- _Dataset entries_:
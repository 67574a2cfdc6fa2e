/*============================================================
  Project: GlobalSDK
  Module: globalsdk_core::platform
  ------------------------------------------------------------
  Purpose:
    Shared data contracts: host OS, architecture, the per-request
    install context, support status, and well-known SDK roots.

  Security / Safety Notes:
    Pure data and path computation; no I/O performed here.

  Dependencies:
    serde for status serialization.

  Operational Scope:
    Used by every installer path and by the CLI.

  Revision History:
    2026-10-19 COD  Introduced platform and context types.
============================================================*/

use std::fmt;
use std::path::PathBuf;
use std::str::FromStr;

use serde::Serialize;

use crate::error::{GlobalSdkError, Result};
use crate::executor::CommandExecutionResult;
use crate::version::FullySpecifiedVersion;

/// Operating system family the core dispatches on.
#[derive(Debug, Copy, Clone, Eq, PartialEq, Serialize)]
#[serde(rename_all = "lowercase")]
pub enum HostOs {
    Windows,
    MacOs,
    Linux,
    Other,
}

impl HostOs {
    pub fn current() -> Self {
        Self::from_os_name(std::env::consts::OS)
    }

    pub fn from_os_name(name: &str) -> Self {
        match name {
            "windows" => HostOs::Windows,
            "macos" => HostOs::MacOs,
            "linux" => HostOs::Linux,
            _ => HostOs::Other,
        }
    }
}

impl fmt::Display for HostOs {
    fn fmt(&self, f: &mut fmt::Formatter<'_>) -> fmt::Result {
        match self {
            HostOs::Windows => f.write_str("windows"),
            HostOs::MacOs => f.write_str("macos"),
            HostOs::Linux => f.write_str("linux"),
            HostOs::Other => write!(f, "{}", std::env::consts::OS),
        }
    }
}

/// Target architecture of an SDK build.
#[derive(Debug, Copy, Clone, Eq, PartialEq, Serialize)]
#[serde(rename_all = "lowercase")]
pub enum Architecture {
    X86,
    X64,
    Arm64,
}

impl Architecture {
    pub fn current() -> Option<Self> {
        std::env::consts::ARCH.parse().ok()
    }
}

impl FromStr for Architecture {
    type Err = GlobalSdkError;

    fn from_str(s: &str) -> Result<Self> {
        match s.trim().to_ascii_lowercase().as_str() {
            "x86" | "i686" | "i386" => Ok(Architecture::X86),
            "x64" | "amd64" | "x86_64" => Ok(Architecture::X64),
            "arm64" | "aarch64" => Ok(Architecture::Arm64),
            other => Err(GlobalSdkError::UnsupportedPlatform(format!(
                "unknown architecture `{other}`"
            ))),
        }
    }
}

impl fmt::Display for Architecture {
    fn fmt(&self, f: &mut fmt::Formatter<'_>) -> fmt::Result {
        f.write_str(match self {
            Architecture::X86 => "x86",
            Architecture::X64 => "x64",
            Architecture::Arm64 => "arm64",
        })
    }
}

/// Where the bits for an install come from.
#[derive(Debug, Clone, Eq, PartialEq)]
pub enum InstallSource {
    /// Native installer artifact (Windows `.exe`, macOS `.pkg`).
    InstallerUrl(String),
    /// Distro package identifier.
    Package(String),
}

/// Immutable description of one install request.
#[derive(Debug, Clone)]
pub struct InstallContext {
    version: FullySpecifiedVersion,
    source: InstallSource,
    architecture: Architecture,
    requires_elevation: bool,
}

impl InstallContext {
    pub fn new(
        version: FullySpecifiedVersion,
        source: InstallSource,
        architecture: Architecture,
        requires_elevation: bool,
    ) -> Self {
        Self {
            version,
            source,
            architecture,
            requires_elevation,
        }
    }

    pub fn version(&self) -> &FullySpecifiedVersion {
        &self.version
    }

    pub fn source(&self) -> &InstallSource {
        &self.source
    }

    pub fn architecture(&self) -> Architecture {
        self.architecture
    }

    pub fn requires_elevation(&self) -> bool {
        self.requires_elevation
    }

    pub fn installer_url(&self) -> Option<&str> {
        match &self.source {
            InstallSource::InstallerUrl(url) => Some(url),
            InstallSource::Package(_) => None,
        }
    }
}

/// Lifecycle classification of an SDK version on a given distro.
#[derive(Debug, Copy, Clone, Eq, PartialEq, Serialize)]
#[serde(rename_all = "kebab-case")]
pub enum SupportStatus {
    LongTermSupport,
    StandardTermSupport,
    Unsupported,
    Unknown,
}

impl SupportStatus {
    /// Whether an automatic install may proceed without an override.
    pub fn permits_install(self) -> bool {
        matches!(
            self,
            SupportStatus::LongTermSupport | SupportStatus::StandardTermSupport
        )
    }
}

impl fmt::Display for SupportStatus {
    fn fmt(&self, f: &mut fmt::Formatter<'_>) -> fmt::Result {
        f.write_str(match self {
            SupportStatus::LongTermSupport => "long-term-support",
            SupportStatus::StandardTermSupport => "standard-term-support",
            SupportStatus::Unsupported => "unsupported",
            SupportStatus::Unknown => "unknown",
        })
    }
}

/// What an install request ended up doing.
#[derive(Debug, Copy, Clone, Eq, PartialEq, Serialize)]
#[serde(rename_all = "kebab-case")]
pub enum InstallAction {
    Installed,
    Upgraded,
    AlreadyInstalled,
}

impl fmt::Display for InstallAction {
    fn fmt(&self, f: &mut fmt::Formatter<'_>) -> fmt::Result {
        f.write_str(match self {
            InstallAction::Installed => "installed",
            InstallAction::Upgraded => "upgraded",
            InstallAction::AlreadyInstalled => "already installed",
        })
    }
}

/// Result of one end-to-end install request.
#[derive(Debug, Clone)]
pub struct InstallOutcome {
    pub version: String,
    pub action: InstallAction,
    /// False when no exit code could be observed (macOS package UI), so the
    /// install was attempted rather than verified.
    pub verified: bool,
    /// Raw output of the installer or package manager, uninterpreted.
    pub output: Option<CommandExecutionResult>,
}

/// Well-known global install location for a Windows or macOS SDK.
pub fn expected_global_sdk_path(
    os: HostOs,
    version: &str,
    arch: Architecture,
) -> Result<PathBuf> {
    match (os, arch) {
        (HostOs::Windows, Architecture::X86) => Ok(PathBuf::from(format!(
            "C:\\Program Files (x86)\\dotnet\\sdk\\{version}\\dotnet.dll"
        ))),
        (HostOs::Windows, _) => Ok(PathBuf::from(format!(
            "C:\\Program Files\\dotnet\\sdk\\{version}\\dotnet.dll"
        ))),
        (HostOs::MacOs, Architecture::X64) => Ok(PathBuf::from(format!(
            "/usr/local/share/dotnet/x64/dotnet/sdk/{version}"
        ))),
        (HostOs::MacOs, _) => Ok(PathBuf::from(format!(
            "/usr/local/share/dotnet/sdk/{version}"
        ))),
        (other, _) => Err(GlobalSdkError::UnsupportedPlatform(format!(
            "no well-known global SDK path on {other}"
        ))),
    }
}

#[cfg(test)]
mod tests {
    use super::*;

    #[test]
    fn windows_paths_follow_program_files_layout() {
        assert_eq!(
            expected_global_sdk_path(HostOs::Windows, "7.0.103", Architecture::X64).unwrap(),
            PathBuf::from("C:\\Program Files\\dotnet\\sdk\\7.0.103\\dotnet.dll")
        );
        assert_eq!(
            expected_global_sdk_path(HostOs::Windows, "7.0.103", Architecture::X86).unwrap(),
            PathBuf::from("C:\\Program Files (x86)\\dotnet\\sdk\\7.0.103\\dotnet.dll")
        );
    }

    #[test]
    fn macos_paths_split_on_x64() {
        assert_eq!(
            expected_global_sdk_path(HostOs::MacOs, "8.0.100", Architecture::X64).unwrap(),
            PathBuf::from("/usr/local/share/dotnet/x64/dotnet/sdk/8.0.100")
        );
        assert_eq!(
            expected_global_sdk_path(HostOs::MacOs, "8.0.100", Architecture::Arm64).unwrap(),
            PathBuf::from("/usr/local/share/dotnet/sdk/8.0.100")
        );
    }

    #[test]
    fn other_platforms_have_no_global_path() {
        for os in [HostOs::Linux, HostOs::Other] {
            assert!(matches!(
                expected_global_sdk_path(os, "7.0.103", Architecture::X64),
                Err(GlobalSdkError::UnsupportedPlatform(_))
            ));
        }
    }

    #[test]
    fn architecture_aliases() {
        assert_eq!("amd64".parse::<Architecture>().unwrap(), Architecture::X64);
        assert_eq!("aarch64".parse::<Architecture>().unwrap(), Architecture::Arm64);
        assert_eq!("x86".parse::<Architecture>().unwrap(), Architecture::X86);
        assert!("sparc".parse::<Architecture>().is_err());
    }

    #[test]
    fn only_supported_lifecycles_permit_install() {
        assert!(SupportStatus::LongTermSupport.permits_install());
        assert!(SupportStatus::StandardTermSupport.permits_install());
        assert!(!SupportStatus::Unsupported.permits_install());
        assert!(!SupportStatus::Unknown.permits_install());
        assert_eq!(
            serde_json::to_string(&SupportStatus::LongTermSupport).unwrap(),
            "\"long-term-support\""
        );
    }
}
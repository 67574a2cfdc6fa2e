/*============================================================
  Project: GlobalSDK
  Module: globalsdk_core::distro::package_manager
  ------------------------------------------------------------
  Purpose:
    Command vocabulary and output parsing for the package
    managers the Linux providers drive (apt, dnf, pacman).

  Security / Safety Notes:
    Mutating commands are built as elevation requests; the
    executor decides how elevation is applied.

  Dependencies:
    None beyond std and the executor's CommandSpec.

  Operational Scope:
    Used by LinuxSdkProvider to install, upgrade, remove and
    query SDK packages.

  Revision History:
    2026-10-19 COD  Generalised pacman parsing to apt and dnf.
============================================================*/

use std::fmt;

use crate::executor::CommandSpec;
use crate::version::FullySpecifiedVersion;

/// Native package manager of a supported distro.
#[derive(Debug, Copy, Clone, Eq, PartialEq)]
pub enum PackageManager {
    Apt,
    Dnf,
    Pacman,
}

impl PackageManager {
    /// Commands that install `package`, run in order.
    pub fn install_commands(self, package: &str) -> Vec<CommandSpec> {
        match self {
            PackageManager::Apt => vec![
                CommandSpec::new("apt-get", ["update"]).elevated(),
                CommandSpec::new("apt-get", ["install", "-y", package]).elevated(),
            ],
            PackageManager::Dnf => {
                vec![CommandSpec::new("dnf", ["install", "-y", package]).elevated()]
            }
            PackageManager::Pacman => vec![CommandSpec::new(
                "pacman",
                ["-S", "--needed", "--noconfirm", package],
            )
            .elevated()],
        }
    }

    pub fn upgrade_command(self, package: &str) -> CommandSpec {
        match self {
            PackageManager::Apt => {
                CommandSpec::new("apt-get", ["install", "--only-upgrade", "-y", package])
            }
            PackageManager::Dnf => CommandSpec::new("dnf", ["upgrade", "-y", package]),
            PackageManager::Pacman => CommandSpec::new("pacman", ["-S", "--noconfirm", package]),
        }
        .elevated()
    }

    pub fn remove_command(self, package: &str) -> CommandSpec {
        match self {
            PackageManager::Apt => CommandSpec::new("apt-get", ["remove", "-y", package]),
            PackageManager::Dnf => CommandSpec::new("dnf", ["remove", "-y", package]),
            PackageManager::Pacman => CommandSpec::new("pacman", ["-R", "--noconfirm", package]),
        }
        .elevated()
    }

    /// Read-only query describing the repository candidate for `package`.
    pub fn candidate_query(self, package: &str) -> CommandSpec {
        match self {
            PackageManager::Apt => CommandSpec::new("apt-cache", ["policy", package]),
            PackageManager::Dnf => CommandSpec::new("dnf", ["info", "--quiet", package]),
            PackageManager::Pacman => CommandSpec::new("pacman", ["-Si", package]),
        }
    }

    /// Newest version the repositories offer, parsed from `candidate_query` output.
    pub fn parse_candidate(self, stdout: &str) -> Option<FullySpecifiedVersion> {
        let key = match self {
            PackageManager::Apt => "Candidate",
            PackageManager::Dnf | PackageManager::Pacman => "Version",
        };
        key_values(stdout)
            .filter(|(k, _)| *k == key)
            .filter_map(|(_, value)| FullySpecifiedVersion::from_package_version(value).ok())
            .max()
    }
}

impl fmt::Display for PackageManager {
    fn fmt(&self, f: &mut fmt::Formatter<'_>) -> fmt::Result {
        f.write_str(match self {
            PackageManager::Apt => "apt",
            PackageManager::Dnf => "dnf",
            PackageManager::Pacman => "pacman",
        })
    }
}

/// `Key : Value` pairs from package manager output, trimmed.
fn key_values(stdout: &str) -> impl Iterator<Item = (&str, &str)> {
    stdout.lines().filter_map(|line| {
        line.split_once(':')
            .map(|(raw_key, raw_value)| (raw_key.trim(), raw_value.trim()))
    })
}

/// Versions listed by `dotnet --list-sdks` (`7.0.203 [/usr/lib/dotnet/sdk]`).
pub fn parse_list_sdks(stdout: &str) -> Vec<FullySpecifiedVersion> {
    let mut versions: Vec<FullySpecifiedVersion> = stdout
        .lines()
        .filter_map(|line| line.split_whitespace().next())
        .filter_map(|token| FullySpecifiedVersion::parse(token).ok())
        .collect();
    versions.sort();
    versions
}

- _WORK ITEM_:
Check each line of the records for the string "Display" and copy those that have it.

- _EXERCISE SOLUTION_:
impl fmt::Display for HostOs {
impl fmt::Display for Architecture {
impl fmt::Display for SupportStatus {
impl fmt::Display for InstallAction {
impl fmt::Display for PackageManager {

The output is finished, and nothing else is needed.